Start of Provided data

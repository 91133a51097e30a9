//! Shared fixtures for integration tests.

#![allow(dead_code)]

use async_trait::async_trait;
use axum::{
    Json, Router,
    body::Body,
    extract::{Path, State},
    http::{Method, Request, StatusCode, header},
    routing::{get, post},
};
use serde_json::{Value, json};
use std::collections::{HashMap, HashSet};
use std::path::PathBuf;
use std::sync::{Arc, Mutex};
use tempfile::TempDir;
use tokio::net::TcpListener;
use tower::ServiceExt;

use tether::agent::AgentType;
use tether::backend::SubprocessRunner;
use tether::discovery::{
    DiscoveryHints, DiscoveryResolver, RegistrySet, SessionRef, SessionStrategy, StaticLocator,
};
use tether::hub::{Hub, HubDeps};
use tether::liveness::PidProbe;
use tether::settings::AppConfig;
use tether::store::{MemoryStore, Store};

pub const SECRET: &str = "hunter2";

/// Live session ids and the prompts pushed into them.
#[derive(Debug, Default)]
pub struct FakeOpenCode {
    pub sessions: Vec<String>,
    pub prompts: Vec<(String, String)>,
}

pub type Shared = Arc<Mutex<FakeOpenCode>>;

/// Serve a minimal OpenCode server and return its base URL.
pub async fn spawn_opencode(state: Shared) -> String {
    async fn list(State(s): State<Shared>) -> Json<Value> {
        let ids = s.lock().unwrap().sessions.clone();
        Json(Value::Array(ids.into_iter().map(|id| json!({ "id": id })).collect()))
    }

    async fn prompt_async(
        State(s): State<Shared>,
        Path(id): Path<String>,
        Json(body): Json<Value>,
    ) -> StatusCode {
        let mut state = s.lock().unwrap();
        if !state.sessions.contains(&id) {
            return StatusCode::NOT_FOUND;
        }
        let text = body["parts"][0]["text"].as_str().unwrap_or_default().to_string();
        state.prompts.push((id, text));
        StatusCode::NO_CONTENT
    }

    let app = Router::new()
        .route("/global/health", get(|| async { Json(json!({ "healthy": true })) }))
        .route("/session", get(list))
        .route("/session/{id}/prompt_async", post(prompt_async))
        .with_state(state);
    let listener = TcpListener::bind("127.0.0.1:0").await.unwrap();
    let addr = listener.local_addr().unwrap();
    tokio::spawn(async move {
        axum::serve(listener, app).await.ok();
    });
    format!("http://{addr}")
}

pub struct AliveProbe(pub HashSet<u32>);

impl PidProbe for AliveProbe {
    fn alive(&self, pid: u32) -> bool {
        self.0.contains(&pid)
    }
}

/// Finds `session` for any project, unless another agent holds it.
pub struct FixedStrategy(pub Option<String>);

#[async_trait]
impl SessionStrategy for FixedStrategy {
    fn name(&self) -> &'static str {
        "fixed"
    }

    async fn resolve(&self, hints: &DiscoveryHints) -> Option<SessionRef> {
        self.0
            .clone()
            .filter(|id| !hints.exclude.contains(id))
            .map(|session_id| SessionRef {
                session_id,
                strategy: "fixed",
            })
    }
}

pub struct TestHub {
    pub hub: Arc<Hub>,
    pub app: Router,
    pub opencode: Shared,
    pub opencode_url: String,
    /// Project dir whose `run` script stands in for `opencode run`.
    pub project: TempDir,
}

/// Route `log` output through the test harness; `RUST_LOG` picks the level.
pub fn init_logging() {
    let _ = env_logger::builder().is_test(true).try_init();
}

/// A hub over an in-memory store, a fake OpenCode server exposing
/// `discoverable`, live pids `alive`, and `sh` as the opencode CLI.
pub async fn test_hub(discoverable: Option<&str>, alive: &[u32]) -> TestHub {
    init_logging();
    let opencode: Shared = Arc::new(Mutex::new(FakeOpenCode {
        sessions: discoverable.map(str::to_string).into_iter().collect(),
        ..Default::default()
    }));
    let opencode_url = spawn_opencode(opencode.clone()).await;

    let project = TempDir::new().unwrap();
    std::fs::write(project.path().join("run"), "echo \"handled $#\"\n").unwrap();

    let mut config = AppConfig::default();
    config.server.internal_secret = Some(SECRET.to_string());
    config.backend.opencode_server = false;
    config.direct.poll_interval_ms = 20;
    config.direct.smart_pull_wait_secs = 1;

    let store: Arc<dyn Store> = Arc::new(MemoryStore::new());
    let deps = HubDeps {
        store,
        resolver: Arc::new(DiscoveryResolver::new(
            vec![Box::new(FixedStrategy(discoverable.map(str::to_string)))],
            Arc::new(StaticLocator::new(Some(opencode_url.clone()))),
        )),
        registries: Arc::new(RegistrySet::default()),
        probe: Arc::new(AliveProbe(alive.iter().copied().collect())),
        launcher: None,
        runner: SubprocessRunner::new(HashMap::from([(
            AgentType::Opencode,
            PathBuf::from("sh"),
        )])),
    };
    let hub = Hub::new(config, deps);
    let app = tether::api::create_router(hub.clone());
    TestHub {
        hub,
        app,
        opencode,
        opencode_url,
        project,
    }
}

/// Send a request with the shared secret and decode the JSON body.
pub async fn call(app: &Router, method: Method, uri: &str, body: Option<Value>) -> (StatusCode, Value) {
    call_with(app, method, uri, body, Some(SECRET)).await
}

pub async fn call_with(
    app: &Router,
    method: Method,
    uri: &str,
    body: Option<Value>,
    secret: Option<&str>,
) -> (StatusCode, Value) {
    let mut builder = Request::builder().uri(uri).method(method);
    if let Some(secret) = secret {
        builder = builder.header("x-internal-secret", secret);
    }
    let request = match body {
        Some(body) => builder
            .header(header::CONTENT_TYPE, "application/json")
            .body(Body::from(serde_json::to_vec(&body).unwrap()))
            .unwrap(),
        None => builder.body(Body::empty()).unwrap(),
    };

    let response = app.clone().oneshot(request).await.unwrap();
    let status = response.status();
    let bytes = axum::body::to_bytes(response.into_body(), 1024 * 1024)
        .await
        .unwrap();
    let json = if bytes.is_empty() {
        Value::Null
    } else {
        serde_json::from_slice(&bytes).unwrap()
    };
    (status, json)
}

/// Register `name` as an opencode agent in `project` with `pid`.
pub async fn register(app: &Router, name: &str, project: &str, pid: u32) -> Value {
    let (status, body) = call(
        app,
        Method::POST,
        "/agents/register",
        Some(json!({
            "name": name,
            "agent_type": "opencode",
            "project_path": project,
            "pid": pid,
        })),
    )
    .await;
    assert_eq!(status, StatusCode::CREATED, "register {name}: {body}");
    body
}
//! Liveness and ghost detection.
//!
//! An agent is a *ghost* when it is registered but nothing is behind it. The
//! [`LivenessOracle`] answers synchronously and errs towards "dead" when a
//! backend cannot be reached; the [`GhostCache`] refreshes a display map in the
//! background and errs towards "alive" on the same failure.

mod cache;

use async_trait::async_trait;
use log::{debug, info};
use std::collections::HashSet;
use std::sync::Arc;
use std::time::Duration;

use crate::agent::{AgentIdentity, AgentType, InvocationCredential};
use crate::discovery::pid_alive;
use crate::opencode::{OpenCodeClient, OpenCodeError};
use crate::store::{Store, StoreResult};

pub use cache::GhostCache;

/// Answers whether a local pid is running.
pub trait PidProbe: Send + Sync {
    fn alive(&self, pid: u32) -> bool;
}

/// [`PidProbe`] using `kill(pid, 0)`.
#[derive(Debug, Clone, Copy, Default)]
pub struct SignalProbe;

impl PidProbe for SignalProbe {
    fn alive(&self, pid: u32) -> bool {
        pid_alive(pid)
    }
}

/// Result of asking a backend for its session list.
#[derive(Debug, Clone, PartialEq, Eq)]
pub enum SessionListing {
    Listed(HashSet<String>),
    /// The server answered with a non-success status.
    ServerError(u16),
    Unreachable,
}

impl SessionListing {
    /// Invocation-path reading: an unreachable backend counts as dead.
    pub fn strict_contains(&self, session_id: &str) -> bool {
        match self {
            SessionListing::Listed(ids) => ids.contains(session_id),
            SessionListing::ServerError(_) => true,
            SessionListing::Unreachable => false,
        }
    }

    /// Display reading: anything short of a definite absence counts as alive.
    pub fn lenient_contains(&self, session_id: &str) -> bool {
        match self {
            SessionListing::Listed(ids) => ids.contains(session_id),
            SessionListing::ServerError(_) | SessionListing::Unreachable => true,
        }
    }
}

/// Decides whether agents are reachable.
pub struct LivenessOracle {
    store: Arc<dyn Store>,
    http: reqwest::Client,
    probe: Arc<dyn PidProbe>,
    timeout: Duration,
}

impl LivenessOracle {
    pub fn new(
        store: Arc<dyn Store>,
        http: reqwest::Client,
        probe: Arc<dyn PidProbe>,
        timeout: Duration,
    ) -> Self {
        Self {
            store,
            http,
            probe,
            timeout,
        }
    }

    /// One `GET /session` against `server_url`.
    pub async fn list_sessions(&self, server_url: &str) -> SessionListing {
        let client = OpenCodeClient::with_client(self.http.clone(), server_url);
        match client.list_sessions(self.timeout).await {
            Ok(sessions) => SessionListing::Listed(sessions.into_iter().map(|s| s.id).collect()),
            Err(OpenCodeError::Status { status, .. }) => {
                debug!("{} answered {} to session listing", server_url, status);
                SessionListing::ServerError(status)
            }
            Err(e) => {
                debug!("{} unreachable: {}", server_url, e);
                SessionListing::Unreachable
            }
        }
    }

    /// Whether the credential's session is still listed by its backend.
    ///
    /// Fails towards dead: callers clear the credential and re-discover.
    pub async fn check_credential(&self, credential: &InvocationCredential) -> bool {
        let alive = self
            .list_sessions(&credential.server_url)
            .await
            .strict_contains(&credential.session_id);
        if !alive {
            info!(
                "session {} on {} is dead",
                credential.session_id, credential.server_url
            );
        }
        alive
    }

    /// Whether the agent's active OS session has a running pid.
    pub async fn os_session_alive(&self, agent: &AgentIdentity) -> StoreResult<bool> {
        Ok(self
            .store
            .active_os_session(&agent.id)
            .await?
            .is_some_and(|s| s.is_active && self.probe.alive(s.pid)))
    }

    /// Synchronous ghost check for the invocation path.
    pub async fn is_ghost(&self, name: &str) -> StoreResult<bool> {
        let Some(agent) = self.store.get_agent(name).await? else {
            debug!("{} is unknown, not a ghost", name);
            return Ok(false);
        };
        self.is_ghost_agent(&agent).await
    }

    pub async fn is_ghost_agent(&self, agent: &AgentIdentity) -> StoreResult<bool> {
        if agent.agent_type == AgentType::System {
            return Ok(false);
        }
        if let Some(credential) = &agent.credential {
            return Ok(!self.check_credential(credential).await);
        }
        let ghost = !self.os_session_alive(agent).await?;
        debug!("{} has no credential; ghost={}", agent.name, ghost);
        Ok(ghost)
    }

    pub fn probe(&self) -> &Arc<dyn PidProbe> {
        &self.probe
    }
}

End of Provided data

Show all lines in the preceding material that have "backend" in them.

◆ **Answer section**:
use tether::backend::SubprocessRunner;
    config.backend.opencode_server = false;
//! backend cannot be reached; the [`GhostCache`] refreshes a display map in the
/// Result of asking a backend for its session list.
    /// Invocation-path reading: an unreachable backend counts as dead.
    /// Whether the credential's session is still listed by its backend.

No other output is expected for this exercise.